The Tenth Circuit affirmed these holdings last week.  Although the trade press and bloggers have focused on the court’s holding that there is no civil liability for aiding and abetting under the Wiretap Act, this aspect of the decision is less remarkable, as a number of courts, including at the circuit level, have held this in the past. 

Perhaps more interesting is the Tenth Circuit’s discussion of the “ordinary course of business” (or “business use”) exclusion in the statute.  The court explained that the exclusion permits ISPs to access data travelling over their networks in the ordinary course of business; thus, to the extent Embarq had access to the data that NebuAd intercepted, that access was permitted.   While the lower court seemed to suggest that if Embarq had “acquired” (rather than merely “accessed”) such data it might have violated the Wiretap Act, the Tenth Circuit explained that even if the data had been “acquired” by the ISP, there still would not have been an actionable “interception.”   In fact, the court seemed to suggest that, as long as Embarq did not gain “access to . . . more of its users’ electronic communications than it had in the ordinary course of its business as an ISP,” its activities were protected by the business use exception. 

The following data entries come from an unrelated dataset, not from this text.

//! Conversions between coherency matrices and Stokes parameters.
//!
//! The Pauli basis used throughout the crate is
//!
//! ```text
//! sigma_0 = [1 0; 0 1]   sigma_1 = [1 0; 0 -1]
//! sigma_2 = [0 1; 1 0]   sigma_3 = [0 -i; i 0]
//! ```
//!
//! so that `rho = (1/2) sum_k S_k sigma_k` and `S_k = trace(sigma_k rho)`.

use num_complex::Complex64;

use super::jones::{herm, jones, real, Jones};
use super::stokes::Stokes;

const I: Complex64 = Complex64::new(0.0, 1.0);

/// The Pauli matrix `sigma_k` for `k` in `0..4`.
///
/// # Panics
///
/// Panics if `k > 3`.
pub fn sigma(k: usize) -> Jones {
    let zero = real(0.0);
    let one = real(1.0);
    match k {
        0 => jones(one, zero, zero, one),
        1 => jones(one, zero, zero, -one),
        2 => jones(zero, one, one, zero),
        3 => jones(zero, -I, I, zero),
        _ => panic!("Pauli matrix index {} out of range", k),
    }
}

/// Coherency matrix of a real Stokes vector.
pub fn coherency(stokes: &Stokes<f64>) -> Jones {
    convert(&stokes.map(|s| real(*s)))
}

/// Matrix `(1/2) sum_k S_k sigma_k` of complex Stokes parameters.
pub fn convert(stokes: &Stokes<Complex64>) -> Jones {
    let [s0, s1, s2, s3] = *stokes.as_array();
    jones(
        (s0 + s1) * 0.5,
        (s2 - I * s3) * 0.5,
        (s2 + I * s3) * 0.5,
        (s0 - s1) * 0.5,
    )
}

/// Complex Stokes parameters `trace(sigma_k J)` of an arbitrary matrix.
pub fn complex_stokes(j: &Jones) -> Stokes<Complex64> {
    Stokes::new(
        j[(0, 0)] + j[(1, 1)],
        j[(0, 0)] - j[(1, 1)],
        j[(0, 1)] + j[(1, 0)],
        I * (j[(0, 1)] - j[(1, 0)]),
    )
}

/// Stokes parameters of a coherency matrix (real parts of [`complex_stokes`]).
pub fn stokes(j: &Jones) -> Stokes<f64> {
    complex_stokes(j).map(|s| s.re)
}

/// Stokes parameters after the congruence transformation `J rho J^H`.
pub fn transform(input: &Stokes<f64>, j: &Jones) -> Stokes<f64> {
    stokes(&(j * coherency(input) * herm(j)))
}

/// Hermitian matrix `s0 I + v . sigma`.
pub fn hermitian(s0: f64, v: [f64; 3]) -> Jones {
    coherency(&Stokes::new(s0, v[0], v[1], v[2])).map(|z| z * 2.0)
}

/// Matrix `s0 I + i v . sigma`; unitary when `s0^2 + |v|^2 = 1`.
pub fn unitary(s0: f64, v: [f64; 3]) -> Jones {
    let mut result = sigma(0).map(|z| z * s0);
    for (k, component) in v.iter().enumerate() {
        result += sigma(k + 1).map(|z| z * I * *component);
    }
    result
}
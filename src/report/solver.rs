use std::io::Write;

use crate::error::Result;
use crate::lm::Solver;

use super::Report;

/// Goodness of fit and the spectrum of the curvature matrix.
pub struct SolverReport<'a> {
    solver: &'a Solver,
}

impl<'a> SolverReport<'a> {
    pub fn new(solver: &'a Solver) -> Self {
        Self { solver }
    }
}

impl Report for SolverReport<'_> {
    fn filename(&self) -> &str {
        "solver.txt"
    }

    fn report(&self, out: &mut dyn Write) -> Result<()> {
        let solver = self.solver;
        let nfree = solver.nfree();
        writeln!(out, "status: {}", solver.status().description())?;
        writeln!(out, "iterations: {}", solver.iterations())?;
        write!(out, "chisq: {} nfree: {}", solver.chisq(), nfree)?;
        if nfree > 0 {
            write!(out, " reduced: {}", solver.chisq() / nfree as f64)?;
        }
        writeln!(out)?;
        writeln!(out, "log(det(curvature)): {}", solver.log_det_curvature())?;
        writeln!(out, "log(det(Hessian)): {}", solver.log_det_hessian())?;
        writeln!(out, "log(cond(curvature)): {}", solver.log_cond_curvature())?;

        let Some(analysis) = solver.eigenanalysis() else {
            return Ok(());
        };

        let eigenvalues: Vec<String> = analysis.eigenvalues.iter().map(|v| format!("{:e}", v)).collect();
        writeln!(out, "eigenvalues: {}", eigenvalues.join(" "))?;
        writeln!(out, "nullspace dimension: {}", analysis.ndim_nullspace)?;
        for direction in &analysis.nullspace {
            writeln!(out, "nullspace eigenvalue: {:e}", direction.eigenvalue)?;
            for (name, component) in &direction.components {
                writeln!(out, "  {} {}", name, component)?;
            }
        }
        Ok(())
    }
}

Only a week earlier, a district court reached a very similar decision Valentine v. WideOpen West Finance, LLC, which also concerns an ISP’s alleged partnership with NebuAd Judge Edmond E. Chang of the Northern District of Illinois dismissed plaintiffs’ claim that the WOW violated the Wiretap Act by intercepting their communications.  (Judge Chang noted that the parties did not brief the issues of whether WOW is liable for using or disclosing intercepted communications, which is independently actionable conduct under the Wiretap Act.)  Like the Tenth Circuit in Embarq, Judge Chang held that WOW could not be liable for aiding and abetting NebuAd’s interception of the plaintiffs’ communications.